RE: Meaningful ideas and quotes
July 23, 2020 at 2:37 am
(This post was last modified: July 23, 2020 at 2:39 am by Porcupine.)
(July 22, 2020 at 7:32 pm)Belacqua Wrote: Right, that's a paradox. And yet people like Alan Watts keep talking about it.
But Alan addresses this and explains this in a lecture that I can't post here.
Quote:My experience led me to think that either I had to commit to it full time, or it would just be cosplay. And among the cosplayers there was just as much cliquishness and holier-than-thou feeling as in any other religion.
Alan Watts instead teaches that it can take you 30 years or 3 seconds. Insight can happen suddenly.
One key thing is that Zen was originally Chinese and most Zen Buddhism today is Japanese. Alan Watts teaches the original Chinese kind but he still explains why Japanese Zen Buddhists behave so bizarrely and refuse to teach. There is a method in the madness. They teach by not teaching.
Quote:Plus, people here in Japan tend to associate Zen with the military class. It played a significant role in the militarism that led up to WWII, and all the evil that went with that. Apparently non-attachment to the world and an emphasis on impermanence come in handy when you're sending people off to kill and die. All of that got filtered out when Zen became popular in the US.
But we mustn't confuse Zen Buddhism with Zen Buddhists. Anybody can be violent.
Quote:In William James' The Variety of Religious Experience, he describes a minority Christian tradition in the US that made an impression on me, because it is very similar to what Americans think of as Zen. Not the Japanese version, but the American version. It appears to me that a lot of Zen's popularity in the US is that it allowed Americans to continue an existing tradition that was appealing to them but to dissociate it from Christianity, which isn't cool any more, among that kind of person. By re-stating the existing concepts with imported vocabulary, it appears exotic and fresh.

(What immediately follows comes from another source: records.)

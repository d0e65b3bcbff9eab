use std::collections::HashMap;

use tracing::{debug, info, warn};

use crate::chain::HashChain;
use crate::error::{CapacityExceeded, VerificationFailure};
use crate::hasher::Hasher;
use crate::node::{Leaf, Node, Position};

/// Default upper bound on the number of entries a tree accepts.
pub const DEFAULT_MAX_ENTRIES: usize = 1024 * 1024;

/// Root hash reported by a tree without entries.
pub const EMPTY_HASH: &str = "";

#[derive(Debug, Clone, Copy, PartialEq, Eq)]
pub struct TreeConfig {
  pub max_entries: usize,
}

impl TreeConfig {
  pub fn with_max_entries(max_entries: usize) -> Self {
    TreeConfig { max_entries }
  }
}

impl Default for TreeConfig {
  fn default() -> Self {
    TreeConfig { max_entries: DEFAULT_MAX_ENTRIES }
  }
}

/// One step of a leaf path.
#[derive(Debug, Clone, Copy, PartialEq, Eq)]
pub enum Direction {
  Left,
  Right,
}

impl Direction {
  fn bit(self) -> char {
    match self {
      Direction::Left => '0',
      Direction::Right => '1',
    }
  }
}

/// Append-only binary Merkle tree.
///
/// The n-th leaf (0-based) is addressed by the binary representation of n, most significant bit first,
/// read as a left/right path from the root. The branch at the end of that path holds the leaf as its
/// first child, so all leaves sit at the same depth. When the leaf count reaches a power of two the
/// tree is full at its height and a new root is placed above the current one.
///
/// Nodes live in an arena addressed by [`Position`]; a position is never reused until [`clear`].
///
/// [`clear`]: MerkleTree::clear
pub struct MerkleTree<H: Hasher> {
  hasher: H,
  config: TreeConfig,
  nodes: Vec<Node>,
  root: Option<Position>,
  index: HashMap<String, Position>,
  size: usize,
}

impl<H: Hasher> MerkleTree<H> {
  pub fn new(hasher: H, config: TreeConfig) -> Self {
    MerkleTree { hasher, config, nodes: Vec::new(), root: None, index: HashMap::new(), size: 0 }
  }

  pub fn hasher(&self) -> &H {
    &self.hasher
  }

  pub fn capacity(&self) -> usize {
    self.config.max_entries
  }

  /// Append an entry under a fresh key from the hasher and return that key.
  pub fn append(&mut self, entry: &str) -> Result<String, CapacityExceeded> {
    self.ensure_capacity()?;
    let key = self.hasher.create_id();
    self.append_with_key(key, entry)
  }

  /// Append an entry under a caller supplied key.
  ///
  /// Keys are expected to be unique; a repeated key replaces the earlier leaf in the key index while
  /// both leaves stay in the tree.
  pub fn append_with_key(&mut self, key: String, entry: &str) -> Result<String, CapacityExceeded> {
    self.ensure_capacity()?;

    let n = self.size;
    let hash = self.hasher.hash(entry);
    let path = leaf_path(n as u64);
    let trail = self.build_path(&path);

    let parent = *trail.last().expect("trail always starts at the root");
    let position = self.push(Node::new_leaf(key.clone(), hash));
    self.nodes[parent as usize].attach(position);
    self.index.insert(key.clone(), position);
    self.size += 1;

    self.rehash(&trail);
    debug!(key = %key, index = n, root = %self.root_hash(), "appended entry");
    Ok(key)
  }

  /// Append `n` entries whose contents are fresh ids, stopping at the first rejected append.
  pub fn load_random_entries(&mut self, n: usize) -> Result<Vec<String>, CapacityExceeded> {
    let mut keys = Vec::with_capacity(n);
    for _ in 0..n {
      let entry = self.hasher.create_id();
      keys.push(self.append(&entry)?);
    }
    Ok(keys)
  }

  fn ensure_capacity(&self) -> Result<(), CapacityExceeded> {
    if self.size >= self.config.max_entries {
      warn!(capacity = self.config.max_entries, "append rejected, tree is full");
      return Err(CapacityExceeded { capacity: self.config.max_entries });
    }
    Ok(())
  }

  fn push(&mut self, node: Node) -> Position {
    let position = self.nodes.len() as Position;
    self.nodes.push(node);
    position
  }

  /// Make sure every branch along `path` exists and return them from the root down. The last element is
  /// the branch the new leaf hangs from.
  fn build_path(&mut self, path: &[Direction]) -> Vec<Position> {
    let root = match self.root {
      // no entries yet, the fresh root is the parent
      None => {
        debug_assert!(path.is_empty());
        let root = self.push(Node::new_internal());
        self.root = Some(root);
        root
      }
      // full at the current height, start from a new root
      Some(old) if is_power_of_two(self.size) => {
        let root = self.push(Node::new_internal());
        self.nodes[root as usize].attach(old);
        self.root = Some(root);
        debug!(leaves = self.size, height = height_for(self.size + 1), "root doubled");
        root
      }
      Some(root) => root,
    };

    let mut trail = Vec::with_capacity(path.len() + 1);
    trail.push(root);
    let mut current = root;
    for direction in path.iter() {
      let node = &self.nodes[current as usize];
      let child = match direction {
        Direction::Left => node.left(),
        Direction::Right => {
          debug_assert!(node.left().is_some(), "right branch requested before left");
          node.right()
        }
      };
      let child = match child {
        Some(child) => child,
        None => {
          let child = self.push(Node::new_internal());
          self.nodes[current as usize].attach(child);
          child
        }
      };
      trail.push(child);
      current = child;
    }
    trail
  }

  /// Recompute branch hashes along `trail`, innermost first, ending at the root.
  fn rehash(&mut self, trail: &[Position]) {
    for position in trail.iter().rev() {
      let node = &self.nodes[*position as usize];
      let left = node.left().map(|p| self.nodes[p as usize].hash());
      let right = node.right().map(|p| self.nodes[p as usize].hash());
      let left = left.expect("every branch on a trail has a left child");
      let hash = self.hasher.combine(left, right);
      self.nodes[*position as usize].set_hash(hash);
    }
  }

  /// Recompute every branch hash bottom-up from the leaves and compare it with the stored one.
  ///
  /// Stops at the first mismatch, visiting children before their parent and left before right.
  pub fn verify(&self) -> Result<(), VerificationFailure> {
    if let Some(root) = self.root {
      let mut path = String::new();
      if let Err(failure) = self.verify_node(root, &mut path) {
        warn!(%failure, "tree verification failed");
        return Err(failure);
      }
    }
    Ok(())
  }

  fn verify_node(&self, position: Position, path: &mut String) -> Result<String, VerificationFailure> {
    let node =
      self.nodes.get(position as usize).ok_or_else(|| VerificationFailure::MissingNode { path: path.clone() })?;
    let (left, right) = match node {
      Node::Leaf(leaf) => return Ok(leaf.hash().to_string()),
      Node::Branch { left: Some(left), right, .. } => (*left, *right),
      Node::Branch { left: None, right: Some(_), .. } => {
        let reason = "right child without left child";
        return Err(VerificationFailure::MalformedBranch { path: path.clone(), reason });
      }
      Node::Branch { left: None, right: None, .. } => {
        return Err(VerificationFailure::MalformedBranch { path: path.clone(), reason: "no children" });
      }
    };

    let left = self.verify_child(left, Direction::Left, path)?;
    let right = match right {
      Some(right) => Some(self.verify_child(right, Direction::Right, path)?),
      None => None,
    };
    let computed = self.hasher.combine(&left, right.as_deref());
    if computed != node.hash() {
      let stored = node.hash().to_string();
      return Err(VerificationFailure::HashMismatch { path: path.clone(), stored, computed });
    }
    Ok(computed)
  }

  fn verify_child(
    &self,
    child: Position,
    direction: Direction,
    path: &mut String,
  ) -> Result<String, VerificationFailure> {
    path.push(direction.bit());
    let hash = self.verify_node(child, path)?;
    path.pop();
    Ok(hash)
  }

  /// Check that `entry` hashes to what was recorded for `key`.
  ///
  /// Only the leaf hash is compared; branches between the leaf and the root are not revisited.
  pub fn verify_entry(&self, key: &str, entry: &str) -> Result<(), VerificationFailure> {
    let result = match self.get(key) {
      None => Err(VerificationFailure::KeyNotFound { key: key.to_string() }),
      Some(leaf) => {
        let computed = self.hasher.hash(entry);
        if computed == leaf.hash() {
          Ok(())
        } else {
          let stored = leaf.hash().to_string();
          Err(VerificationFailure::EntryMismatch { key: key.to_string(), stored, computed })
        }
      }
    };
    if let Err(failure) = &result {
      warn!(%failure, "entry verification failed");
    }
    result
  }

  pub fn clear(&mut self) {
    self.nodes.clear();
    self.root = None;
    self.index.clear();
    self.size = 0;
    info!("tree cleared");
  }

  /// Number of entries appended since construction or the last clear.
  pub fn leaves(&self) -> usize {
    self.size
  }

  pub fn get(&self, key: &str) -> Option<&Leaf> {
    self.index.get(key).and_then(|position| self.node(*position)).and_then(Node::as_leaf)
  }

  /// Leaves in insertion order.
  pub fn leaf_iter(&self) -> impl Iterator<Item = &Leaf> {
    self.nodes.iter().filter_map(Node::as_leaf)
  }

  pub fn root_hash(&self) -> &str {
    self.root().map(Node::hash).unwrap_or(EMPTY_HASH)
  }

  /// `ceil(log2(leaves))`, 0 for an empty tree.
  pub fn height(&self) -> u32 {
    height_for(self.size)
  }

  pub fn root(&self) -> Option<&Node> {
    self.root.and_then(|position| self.node(position))
  }

  pub fn root_position(&self) -> Option<Position> {
    self.root
  }

  pub fn node(&self, position: Position) -> Option<&Node> {
    self.nodes.get(position as usize)
  }
}

impl<H: Hasher> HashChain for MerkleTree<H> {
  type Error = CapacityExceeded;

  fn append(&mut self, entry: &str) -> Result<String, CapacityExceeded> {
    MerkleTree::append(self, entry)
  }

  fn verify(&self) -> Result<(), VerificationFailure> {
    MerkleTree::verify(self)
  }

  fn verify_entry(&self, key: &str, entry: &str) -> Result<(), VerificationFailure> {
    MerkleTree::verify_entry(self, key, entry)
  }

  fn clear(&mut self) {
    MerkleTree::clear(self)
  }

  fn leaves(&self) -> usize {
    MerkleTree::leaves(self)
  }

  fn get(&self, key: &str) -> Option<&Leaf> {
    MerkleTree::get(self, key)
  }

  fn root_hash(&self) -> &str {
    MerkleTree::root_hash(self)
  }
}

/// Path from the root to the branch holding the n-th leaf: the bits of n, most significant first.
/// The first leaf has an empty path.
pub fn leaf_path(n: u64) -> Vec<Direction> {
  if n == 0 {
    return Vec::new();
  }
  let bits = u64::BITS - n.leading_zeros();
  (0..bits).rev().map(|i| if (n >> i) & 1 == 1 { Direction::Right } else { Direction::Left }).collect()
}

pub fn is_power_of_two(n: usize) -> bool {
  n != 0 && (n & (n - 1)) == 0
}

/// `ceil(log2(n))` for n ≧ 1, 0 otherwise.
pub fn height_for(n: usize) -> u32 {
  if n <= 1 { 0 } else { usize::BITS - (n - 1).leading_zeros() }
}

There is nothing wrong with explaining Eastern teachings in a Western way. And although people will disagree about the right way to teach Zen ... there is no right or wrong way to practice it. And it's the practice that is important.
And the reason why there's not a right or wrong way to practice it is because it's not a matter of doing the right thing or the wrong thing ... or doing anything at all. It's a state of mind rather than a set of rules to follow. And what can often seem like rules are more like clues to the insight.
Quote:So I think I did my work on Alan Watts already, and won't look into it again. Thank you anyway. It makes sense for you to go through it, if it's new to you.
Okey-dokey, then.
Quote:Currently I'm listening to these podcasts.
https://shwep.net
This guy is fantastically knowledgable -- better than a college class. It's further helped me to get past the narrow image of Christianity which people like to condemn on forums like this one.
Well, I don't even like the core of Christianity no matter how much of the supernatural baggage is removed from it. I will probably check this out anyway out of curiosity but I don't expect to be impressed by it. Thanks anyway.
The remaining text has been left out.